MONCTON – A Maritime economist says seasonal workers on employment insurance should acquire new skills and find extra work in the off-season, instead of relying on federal handouts. Brian Lee Crowley, president of the Atlantic Institute for Market Studies, says the EI benefits for seasonal workers should be phased out over the next five to 10 years.

Crowley says workers avoid getting jobs in the off-season because they become dependent on the government handout. He suggests the economy would be better served if seasonal workers were trained to do other jobs in the off-season. He says that kind of system works in other places, so it should work in the Maritimes provinces, too.

“Florida has a huge tourism industry but it only lasts a few months of the year,” Crowley says. “Maine has a fishery that is just as seasonal as Atlantic Canada’s and in none of those places do people get unemployment insurance.”
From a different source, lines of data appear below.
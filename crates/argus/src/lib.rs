//! # Argus
//!
//! Web tier of the Argus network video recorder: an HTTP and WebSocket
//! server with a single-threaded event loop, a bounded worker pool for
//! blocking handlers, and a proxy to the companion streaming service.
//!
//! This crate re-exports the component crates and provides the built-in
//! [`routes`] used by the `argus` binary.
//!
//! ## Crates
//!
//! | Crate | Purpose |
//! |-------|---------|
//! | `argus-core` | Handler contract, shutdown coordination, versioned config cells |
//! | `argus-router` | Pattern compilation and first-match routing |
//! | `argus-tasks` | Bounded worker pool and admission limiter |
//! | `argus-ws` | WebSocket hub, client sessions, message envelopes |
//! | `argus-sidecar` | Reverse proxy to the streaming service |
//! | `argus-server` | Event loop, request pipeline, auth, CORS, static files |
//! | `argus-config` | Configuration loading and hot reload |
//! | `argus-telemetry` | Logging and Prometheus metrics |
//!
//! ## Example
//!
//! ```rust,no_run
//! use argus::prelude::*;
//!
//! let server = Server::builder()
//!     .route(Method::GET, "/api/cameras/#", |req: &HandlerRequest, res: &mut HandlerResponse| {
//!         res.json(&serde_json::json!({ "camera": req.capture(0) }));
//!     })
//!     .build()
//!     .unwrap();
//! let running = server.start("127.0.0.1:8080").unwrap();
//! running.stop();
//! ```

#![doc(html_root_url = "https://docs.rs/argus/0.1.0")]
#![warn(missing_docs)]
#![forbid(unsafe_code)]

pub mod routes;

pub use argus_config as config;
pub use argus_core as core;
pub use argus_router as router;
pub use argus_server as server;
pub use argus_sidecar as sidecar;
pub use argus_tasks as tasks;
pub use argus_telemetry as telemetry;
pub use argus_ws as ws;

/// Commonly used types.
pub mod prelude {
    pub use argus_config::{ArgusConfig, ConfigLoader, ConfigWatcher};
    pub use argus_core::{
        ComponentKind, ExecutionMode, Handler, HandlerRequest, HandlerResponse, ShutdownCoordinator,
        ShutdownSignal, Versioned,
    };
    pub use argus_server::{AccessPolicy, MemorySessionStore, RunningServer, Server, ServerConfig};
    pub use argus_sidecar::{MediaProxy, ProxyConfig};
    pub use argus_tasks::{PoolConfig, WorkerPool};
    pub use argus_ws::{CloseCode, Envelope, Hub, HubConfig};
    pub use http::{Method, StatusCode};
}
Crowley says people shouldn’t be getting paid thousands of dollars to stay at home when some industries are experiencing labour shortages.

He says the problem isn’t with the workers, but with the system. “I am not criticizing people for playing by the rules. I’m saying that the rules suck, and the rules have caused us to change our behaviour so we can take advantage of these generous benefits.”

Crowley says the first step in reform is to stop attracting young seasonal workers into the EI system. He says young people should instead be encouraged to string two or three seasonal jobs together so they can work for the full year.